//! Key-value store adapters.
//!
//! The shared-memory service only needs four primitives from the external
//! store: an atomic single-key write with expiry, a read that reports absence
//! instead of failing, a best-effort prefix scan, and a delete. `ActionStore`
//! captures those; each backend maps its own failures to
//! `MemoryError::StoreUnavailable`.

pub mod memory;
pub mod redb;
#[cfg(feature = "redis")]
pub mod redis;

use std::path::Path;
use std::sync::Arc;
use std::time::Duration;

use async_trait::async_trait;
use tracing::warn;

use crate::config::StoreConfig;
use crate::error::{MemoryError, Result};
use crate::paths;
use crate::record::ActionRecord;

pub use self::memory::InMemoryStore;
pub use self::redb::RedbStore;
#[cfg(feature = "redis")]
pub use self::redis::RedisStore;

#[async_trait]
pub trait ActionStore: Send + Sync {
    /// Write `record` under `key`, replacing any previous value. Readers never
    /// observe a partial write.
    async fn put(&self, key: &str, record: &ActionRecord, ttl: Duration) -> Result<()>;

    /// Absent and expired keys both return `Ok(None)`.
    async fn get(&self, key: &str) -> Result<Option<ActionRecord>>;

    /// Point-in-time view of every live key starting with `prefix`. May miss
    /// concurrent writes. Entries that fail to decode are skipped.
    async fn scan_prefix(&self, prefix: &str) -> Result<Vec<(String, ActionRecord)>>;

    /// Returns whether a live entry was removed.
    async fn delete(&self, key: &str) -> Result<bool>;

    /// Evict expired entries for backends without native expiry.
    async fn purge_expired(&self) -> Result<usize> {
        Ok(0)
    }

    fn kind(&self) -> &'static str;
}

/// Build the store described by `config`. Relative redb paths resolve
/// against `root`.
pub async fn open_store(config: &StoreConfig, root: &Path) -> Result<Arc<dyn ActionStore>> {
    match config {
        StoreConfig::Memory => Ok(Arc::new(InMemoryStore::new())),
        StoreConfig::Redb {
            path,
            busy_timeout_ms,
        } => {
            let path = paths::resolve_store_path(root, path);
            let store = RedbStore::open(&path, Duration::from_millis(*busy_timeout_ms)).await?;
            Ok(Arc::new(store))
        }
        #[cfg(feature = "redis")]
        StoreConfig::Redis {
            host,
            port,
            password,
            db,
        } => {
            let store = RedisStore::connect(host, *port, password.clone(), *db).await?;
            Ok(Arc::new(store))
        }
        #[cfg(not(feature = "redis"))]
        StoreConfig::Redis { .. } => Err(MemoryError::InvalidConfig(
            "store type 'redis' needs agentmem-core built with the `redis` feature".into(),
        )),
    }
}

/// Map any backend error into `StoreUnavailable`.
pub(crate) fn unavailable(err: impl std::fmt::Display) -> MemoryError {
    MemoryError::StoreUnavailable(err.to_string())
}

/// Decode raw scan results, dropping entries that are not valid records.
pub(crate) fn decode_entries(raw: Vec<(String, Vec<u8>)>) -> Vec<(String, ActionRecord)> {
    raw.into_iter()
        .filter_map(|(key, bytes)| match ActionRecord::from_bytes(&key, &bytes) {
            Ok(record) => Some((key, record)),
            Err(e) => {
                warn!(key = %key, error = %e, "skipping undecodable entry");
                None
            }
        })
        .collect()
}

_ _ _ _ _ _ _

## Aim of the task
Copy out every line of the data where the word "delete" occurs.

## Exercise output
//! instead of failing, a best-effort prefix scan, and a delete. `ActionStore`
    async fn delete(&self, key: &str) -> Result<bool>;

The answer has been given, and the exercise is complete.